___ DATA SHOWN

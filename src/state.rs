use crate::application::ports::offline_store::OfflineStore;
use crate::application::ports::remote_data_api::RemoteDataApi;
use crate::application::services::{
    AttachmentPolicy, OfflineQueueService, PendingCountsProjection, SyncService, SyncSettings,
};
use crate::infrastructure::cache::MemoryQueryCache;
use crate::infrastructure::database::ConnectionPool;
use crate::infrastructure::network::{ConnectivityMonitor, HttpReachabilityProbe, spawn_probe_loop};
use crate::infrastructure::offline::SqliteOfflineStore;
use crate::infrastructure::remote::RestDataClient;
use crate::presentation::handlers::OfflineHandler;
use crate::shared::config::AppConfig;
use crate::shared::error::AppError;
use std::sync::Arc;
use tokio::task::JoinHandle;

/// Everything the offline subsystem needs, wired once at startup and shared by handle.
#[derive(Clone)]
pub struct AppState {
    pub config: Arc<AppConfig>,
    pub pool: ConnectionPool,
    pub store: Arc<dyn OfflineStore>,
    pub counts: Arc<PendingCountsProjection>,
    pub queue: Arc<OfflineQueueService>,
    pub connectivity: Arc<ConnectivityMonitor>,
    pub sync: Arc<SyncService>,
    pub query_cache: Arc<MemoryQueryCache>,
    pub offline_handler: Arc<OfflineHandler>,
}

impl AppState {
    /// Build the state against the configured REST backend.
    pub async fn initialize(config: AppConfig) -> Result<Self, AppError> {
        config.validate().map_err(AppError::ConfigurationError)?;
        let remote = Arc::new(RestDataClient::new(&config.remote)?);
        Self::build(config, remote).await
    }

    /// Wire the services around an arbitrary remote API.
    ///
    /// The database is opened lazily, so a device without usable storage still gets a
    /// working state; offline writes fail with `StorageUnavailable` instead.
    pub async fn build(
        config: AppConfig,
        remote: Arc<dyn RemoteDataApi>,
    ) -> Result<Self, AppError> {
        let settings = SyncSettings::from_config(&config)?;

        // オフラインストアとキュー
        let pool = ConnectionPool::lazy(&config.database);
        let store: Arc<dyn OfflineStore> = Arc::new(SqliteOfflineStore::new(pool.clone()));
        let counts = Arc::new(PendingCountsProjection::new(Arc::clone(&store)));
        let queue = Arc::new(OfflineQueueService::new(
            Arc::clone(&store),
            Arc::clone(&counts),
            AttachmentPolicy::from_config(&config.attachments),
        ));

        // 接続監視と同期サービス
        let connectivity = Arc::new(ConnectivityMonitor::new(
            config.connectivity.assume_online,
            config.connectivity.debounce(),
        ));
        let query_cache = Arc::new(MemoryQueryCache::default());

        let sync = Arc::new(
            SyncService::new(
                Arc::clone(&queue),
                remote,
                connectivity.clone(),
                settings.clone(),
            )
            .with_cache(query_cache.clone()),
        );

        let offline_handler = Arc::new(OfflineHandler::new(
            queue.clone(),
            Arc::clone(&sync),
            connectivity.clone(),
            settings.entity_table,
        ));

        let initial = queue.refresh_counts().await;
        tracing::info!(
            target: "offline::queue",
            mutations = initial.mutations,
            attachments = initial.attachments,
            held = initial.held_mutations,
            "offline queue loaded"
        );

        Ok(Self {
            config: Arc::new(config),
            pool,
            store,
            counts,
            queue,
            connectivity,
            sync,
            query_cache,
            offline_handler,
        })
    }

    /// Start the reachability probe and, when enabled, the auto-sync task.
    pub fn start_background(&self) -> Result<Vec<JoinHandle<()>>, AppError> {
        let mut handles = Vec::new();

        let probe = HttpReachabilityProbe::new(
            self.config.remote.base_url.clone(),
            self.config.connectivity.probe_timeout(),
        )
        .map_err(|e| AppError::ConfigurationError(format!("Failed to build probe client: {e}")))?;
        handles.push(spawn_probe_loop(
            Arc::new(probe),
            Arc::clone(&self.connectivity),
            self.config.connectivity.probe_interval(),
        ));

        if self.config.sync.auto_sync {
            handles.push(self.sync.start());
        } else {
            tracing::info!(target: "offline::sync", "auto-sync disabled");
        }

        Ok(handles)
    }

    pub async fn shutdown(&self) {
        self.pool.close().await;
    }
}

______
___ DATA SHOWN

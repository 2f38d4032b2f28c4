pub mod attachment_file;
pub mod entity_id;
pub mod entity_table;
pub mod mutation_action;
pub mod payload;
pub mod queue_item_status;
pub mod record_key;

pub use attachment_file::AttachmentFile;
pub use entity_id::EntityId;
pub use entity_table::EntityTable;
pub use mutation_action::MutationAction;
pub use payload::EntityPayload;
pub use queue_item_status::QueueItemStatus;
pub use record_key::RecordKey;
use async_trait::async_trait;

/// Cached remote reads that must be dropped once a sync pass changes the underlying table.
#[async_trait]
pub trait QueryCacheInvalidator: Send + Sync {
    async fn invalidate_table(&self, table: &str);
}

______
___ DATA SHOWN

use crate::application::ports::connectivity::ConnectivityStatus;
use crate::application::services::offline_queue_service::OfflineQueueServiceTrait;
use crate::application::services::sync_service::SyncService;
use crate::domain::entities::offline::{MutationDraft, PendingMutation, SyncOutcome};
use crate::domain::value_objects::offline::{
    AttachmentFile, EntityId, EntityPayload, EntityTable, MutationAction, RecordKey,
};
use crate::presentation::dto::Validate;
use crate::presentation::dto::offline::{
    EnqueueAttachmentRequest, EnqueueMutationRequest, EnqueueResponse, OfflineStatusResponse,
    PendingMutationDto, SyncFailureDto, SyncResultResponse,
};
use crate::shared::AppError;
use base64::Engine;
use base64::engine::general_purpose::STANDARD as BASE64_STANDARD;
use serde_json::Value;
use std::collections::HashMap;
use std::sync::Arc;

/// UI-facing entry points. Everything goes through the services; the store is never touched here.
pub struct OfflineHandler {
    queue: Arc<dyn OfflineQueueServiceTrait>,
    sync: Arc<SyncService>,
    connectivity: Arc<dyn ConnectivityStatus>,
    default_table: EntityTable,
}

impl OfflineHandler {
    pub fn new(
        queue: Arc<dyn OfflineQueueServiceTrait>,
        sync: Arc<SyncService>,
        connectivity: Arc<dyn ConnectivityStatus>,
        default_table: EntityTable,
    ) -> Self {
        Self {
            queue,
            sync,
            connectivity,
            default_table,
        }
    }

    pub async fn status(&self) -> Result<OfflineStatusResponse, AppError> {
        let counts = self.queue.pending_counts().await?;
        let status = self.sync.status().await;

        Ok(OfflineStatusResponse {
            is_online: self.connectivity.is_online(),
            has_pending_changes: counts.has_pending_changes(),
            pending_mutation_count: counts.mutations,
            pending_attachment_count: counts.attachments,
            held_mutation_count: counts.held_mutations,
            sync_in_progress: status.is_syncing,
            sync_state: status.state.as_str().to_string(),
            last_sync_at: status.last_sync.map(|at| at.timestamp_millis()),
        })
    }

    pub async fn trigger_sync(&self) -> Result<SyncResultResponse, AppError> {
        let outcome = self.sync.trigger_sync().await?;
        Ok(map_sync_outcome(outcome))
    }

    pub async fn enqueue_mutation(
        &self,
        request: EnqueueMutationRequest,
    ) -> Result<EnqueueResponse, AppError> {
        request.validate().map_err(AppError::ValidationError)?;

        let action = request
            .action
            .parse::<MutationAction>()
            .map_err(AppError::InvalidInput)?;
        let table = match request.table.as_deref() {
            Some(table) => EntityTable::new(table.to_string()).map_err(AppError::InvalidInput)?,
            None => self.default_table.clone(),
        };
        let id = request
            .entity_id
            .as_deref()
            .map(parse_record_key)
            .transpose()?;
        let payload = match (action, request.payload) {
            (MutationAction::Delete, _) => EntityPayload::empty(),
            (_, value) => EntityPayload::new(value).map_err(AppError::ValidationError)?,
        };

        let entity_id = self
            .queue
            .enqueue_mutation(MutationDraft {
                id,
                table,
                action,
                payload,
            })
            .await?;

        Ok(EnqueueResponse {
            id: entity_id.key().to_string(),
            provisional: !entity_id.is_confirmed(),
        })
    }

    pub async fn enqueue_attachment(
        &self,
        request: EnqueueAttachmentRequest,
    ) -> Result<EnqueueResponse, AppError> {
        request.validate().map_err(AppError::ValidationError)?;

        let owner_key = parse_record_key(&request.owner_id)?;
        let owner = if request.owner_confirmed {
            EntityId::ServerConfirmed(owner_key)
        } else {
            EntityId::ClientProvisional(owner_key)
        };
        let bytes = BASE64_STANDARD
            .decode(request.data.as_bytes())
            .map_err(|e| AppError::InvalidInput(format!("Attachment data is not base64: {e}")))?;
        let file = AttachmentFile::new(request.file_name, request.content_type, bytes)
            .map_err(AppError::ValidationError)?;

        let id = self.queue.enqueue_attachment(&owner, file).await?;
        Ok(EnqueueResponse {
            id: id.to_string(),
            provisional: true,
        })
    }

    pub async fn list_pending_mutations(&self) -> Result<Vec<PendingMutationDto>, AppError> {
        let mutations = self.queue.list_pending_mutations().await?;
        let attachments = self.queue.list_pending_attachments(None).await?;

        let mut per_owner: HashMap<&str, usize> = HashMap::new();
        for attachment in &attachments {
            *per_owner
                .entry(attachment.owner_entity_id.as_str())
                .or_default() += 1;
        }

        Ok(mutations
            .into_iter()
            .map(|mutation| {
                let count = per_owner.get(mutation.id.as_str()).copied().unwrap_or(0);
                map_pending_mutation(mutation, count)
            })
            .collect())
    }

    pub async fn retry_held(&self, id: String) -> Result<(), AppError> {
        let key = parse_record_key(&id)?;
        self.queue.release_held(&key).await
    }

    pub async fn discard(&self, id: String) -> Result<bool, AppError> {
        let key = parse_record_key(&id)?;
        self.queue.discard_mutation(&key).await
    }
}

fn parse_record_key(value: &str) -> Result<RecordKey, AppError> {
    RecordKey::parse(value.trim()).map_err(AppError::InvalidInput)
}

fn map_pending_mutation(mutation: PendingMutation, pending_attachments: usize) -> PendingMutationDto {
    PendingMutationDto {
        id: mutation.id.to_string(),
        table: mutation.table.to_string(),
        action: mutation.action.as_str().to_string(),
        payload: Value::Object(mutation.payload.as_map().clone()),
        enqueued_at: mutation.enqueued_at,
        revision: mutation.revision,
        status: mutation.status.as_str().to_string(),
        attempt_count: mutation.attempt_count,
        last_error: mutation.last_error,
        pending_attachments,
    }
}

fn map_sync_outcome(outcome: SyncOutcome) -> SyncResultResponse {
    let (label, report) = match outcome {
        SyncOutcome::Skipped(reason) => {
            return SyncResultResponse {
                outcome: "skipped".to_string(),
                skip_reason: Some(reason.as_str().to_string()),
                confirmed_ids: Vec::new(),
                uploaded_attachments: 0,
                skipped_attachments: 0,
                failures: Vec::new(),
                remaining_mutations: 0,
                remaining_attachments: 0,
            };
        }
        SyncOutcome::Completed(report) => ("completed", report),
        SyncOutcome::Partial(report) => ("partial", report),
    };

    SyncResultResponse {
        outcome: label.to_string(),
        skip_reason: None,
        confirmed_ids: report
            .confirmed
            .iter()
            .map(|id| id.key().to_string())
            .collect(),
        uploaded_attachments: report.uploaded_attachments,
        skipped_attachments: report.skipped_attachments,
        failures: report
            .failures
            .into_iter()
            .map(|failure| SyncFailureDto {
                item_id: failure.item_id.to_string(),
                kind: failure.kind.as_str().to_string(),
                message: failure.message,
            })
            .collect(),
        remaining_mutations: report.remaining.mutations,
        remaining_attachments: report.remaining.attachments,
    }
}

______

**ASSIGNMENT**
Return the span of lines in the data above that opens at the line with "filename src/state.rs" and closes at the line with "configured REST backend.", exactly, ends included, nothing else.

**SOLUTION**
filename src/state.rs
use crate::application::ports::offline_store::OfflineStore;
use crate::application::ports::remote_data_api::RemoteDataApi;
use crate::application::services::{
    AttachmentPolicy, OfflineQueueService, PendingCountsProjection, SyncService, SyncSettings,
};
use crate::infrastructure::cache::MemoryQueryCache;
use crate::infrastructure::database::ConnectionPool;
use crate::infrastructure::network::{ConnectivityMonitor, HttpReachabilityProbe, spawn_probe_loop};
use crate::infrastructure::offline::SqliteOfflineStore;
use crate::infrastructure::remote::RestDataClient;
use crate::presentation::handlers::OfflineHandler;
use crate::shared::config::AppConfig;
use crate::shared::error::AppError;
use std::sync::Arc;
use tokio::task::JoinHandle;

/// Everything the offline subsystem needs, wired once at startup and shared by handle.
#[derive(Clone)]
pub struct AppState {
    pub config: Arc<AppConfig>,
    pub pool: ConnectionPool,
    pub store: Arc<dyn OfflineStore>,
    pub counts: Arc<PendingCountsProjection>,
    pub queue: Arc<OfflineQueueService>,
    pub connectivity: Arc<ConnectivityMonitor>,
    pub sync: Arc<SyncService>,
    pub query_cache: Arc<MemoryQueryCache>,
    pub offline_handler: Arc<OfflineHandler>,
}

impl AppState {
    /// Build the state against the configured REST backend.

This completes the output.